[Stored data entries]
*** Block opens ***
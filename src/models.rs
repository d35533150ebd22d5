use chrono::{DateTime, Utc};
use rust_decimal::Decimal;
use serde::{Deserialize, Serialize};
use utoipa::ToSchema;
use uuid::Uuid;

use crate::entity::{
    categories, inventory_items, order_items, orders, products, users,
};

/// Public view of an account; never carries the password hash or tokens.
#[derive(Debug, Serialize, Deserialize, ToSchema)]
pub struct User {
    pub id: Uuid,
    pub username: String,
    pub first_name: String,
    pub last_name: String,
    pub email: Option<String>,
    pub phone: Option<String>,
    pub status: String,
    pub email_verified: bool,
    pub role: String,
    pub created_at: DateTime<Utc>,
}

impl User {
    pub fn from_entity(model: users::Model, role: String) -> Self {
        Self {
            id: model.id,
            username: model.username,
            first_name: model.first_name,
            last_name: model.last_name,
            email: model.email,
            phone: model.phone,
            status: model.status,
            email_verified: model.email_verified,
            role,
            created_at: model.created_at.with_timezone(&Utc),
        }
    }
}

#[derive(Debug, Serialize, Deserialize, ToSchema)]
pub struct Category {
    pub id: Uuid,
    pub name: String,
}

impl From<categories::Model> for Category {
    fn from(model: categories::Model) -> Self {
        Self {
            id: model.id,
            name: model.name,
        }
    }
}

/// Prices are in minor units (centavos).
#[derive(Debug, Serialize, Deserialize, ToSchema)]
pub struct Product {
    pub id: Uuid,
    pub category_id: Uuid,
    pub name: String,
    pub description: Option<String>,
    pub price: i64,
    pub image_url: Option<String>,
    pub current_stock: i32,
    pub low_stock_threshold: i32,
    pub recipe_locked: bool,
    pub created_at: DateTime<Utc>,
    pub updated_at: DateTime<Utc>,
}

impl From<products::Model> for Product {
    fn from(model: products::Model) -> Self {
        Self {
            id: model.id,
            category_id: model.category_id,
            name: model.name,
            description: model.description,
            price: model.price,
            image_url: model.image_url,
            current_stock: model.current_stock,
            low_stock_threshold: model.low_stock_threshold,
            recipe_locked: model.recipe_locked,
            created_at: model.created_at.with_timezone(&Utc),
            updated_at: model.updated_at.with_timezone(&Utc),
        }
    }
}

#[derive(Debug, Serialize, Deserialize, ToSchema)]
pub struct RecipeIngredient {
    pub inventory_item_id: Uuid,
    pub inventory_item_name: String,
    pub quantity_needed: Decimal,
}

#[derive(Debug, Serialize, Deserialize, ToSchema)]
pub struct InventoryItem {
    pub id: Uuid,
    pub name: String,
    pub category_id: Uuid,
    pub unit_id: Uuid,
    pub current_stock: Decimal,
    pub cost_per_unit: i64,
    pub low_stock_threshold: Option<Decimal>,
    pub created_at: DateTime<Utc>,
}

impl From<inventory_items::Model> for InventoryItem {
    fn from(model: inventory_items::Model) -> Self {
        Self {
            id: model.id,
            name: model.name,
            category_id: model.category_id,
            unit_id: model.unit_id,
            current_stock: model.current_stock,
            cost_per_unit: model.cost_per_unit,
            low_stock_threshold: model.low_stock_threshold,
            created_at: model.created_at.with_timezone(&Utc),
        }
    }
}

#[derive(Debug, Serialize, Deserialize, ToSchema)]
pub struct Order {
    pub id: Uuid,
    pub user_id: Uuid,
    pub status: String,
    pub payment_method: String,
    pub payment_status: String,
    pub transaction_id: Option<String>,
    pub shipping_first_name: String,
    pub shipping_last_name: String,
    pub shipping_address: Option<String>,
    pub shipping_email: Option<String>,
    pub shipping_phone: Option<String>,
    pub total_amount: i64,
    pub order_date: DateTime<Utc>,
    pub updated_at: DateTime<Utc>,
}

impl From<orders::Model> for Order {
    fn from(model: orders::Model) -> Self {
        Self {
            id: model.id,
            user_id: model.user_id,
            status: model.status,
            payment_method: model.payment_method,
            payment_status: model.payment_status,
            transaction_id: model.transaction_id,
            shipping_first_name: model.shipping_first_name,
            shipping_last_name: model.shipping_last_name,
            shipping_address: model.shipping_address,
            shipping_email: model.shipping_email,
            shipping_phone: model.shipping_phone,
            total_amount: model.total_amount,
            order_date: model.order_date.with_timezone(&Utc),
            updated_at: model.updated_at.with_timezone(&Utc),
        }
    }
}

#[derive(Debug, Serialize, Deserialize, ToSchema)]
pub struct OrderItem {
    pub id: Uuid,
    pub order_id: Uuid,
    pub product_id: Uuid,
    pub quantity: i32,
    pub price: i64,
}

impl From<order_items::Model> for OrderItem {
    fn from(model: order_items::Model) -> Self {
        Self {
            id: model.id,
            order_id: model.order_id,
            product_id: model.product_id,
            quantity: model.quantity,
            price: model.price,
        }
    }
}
*** Block closes ***
*** Block opens ***
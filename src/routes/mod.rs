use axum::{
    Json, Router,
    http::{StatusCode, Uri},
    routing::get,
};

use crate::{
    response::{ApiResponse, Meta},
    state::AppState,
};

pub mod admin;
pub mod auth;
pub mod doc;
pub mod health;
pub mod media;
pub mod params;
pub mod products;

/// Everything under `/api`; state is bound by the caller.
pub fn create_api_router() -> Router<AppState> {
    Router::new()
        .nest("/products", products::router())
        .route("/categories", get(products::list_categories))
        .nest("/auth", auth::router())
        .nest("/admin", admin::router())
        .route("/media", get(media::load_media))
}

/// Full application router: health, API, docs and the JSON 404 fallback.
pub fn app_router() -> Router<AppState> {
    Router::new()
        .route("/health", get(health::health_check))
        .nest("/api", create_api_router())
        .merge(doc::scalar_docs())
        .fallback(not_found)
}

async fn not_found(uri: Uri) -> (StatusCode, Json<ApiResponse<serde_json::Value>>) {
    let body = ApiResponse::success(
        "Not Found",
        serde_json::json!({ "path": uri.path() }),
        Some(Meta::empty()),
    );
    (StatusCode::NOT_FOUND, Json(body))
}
*** Block closes ***
Task directions:
Where in the records does the string "role" appear? Copy every line that has it.

Response to this task:
    pub role: String,
    pub fn from_entity(model: users::Model, role: String) -> Self {
            role,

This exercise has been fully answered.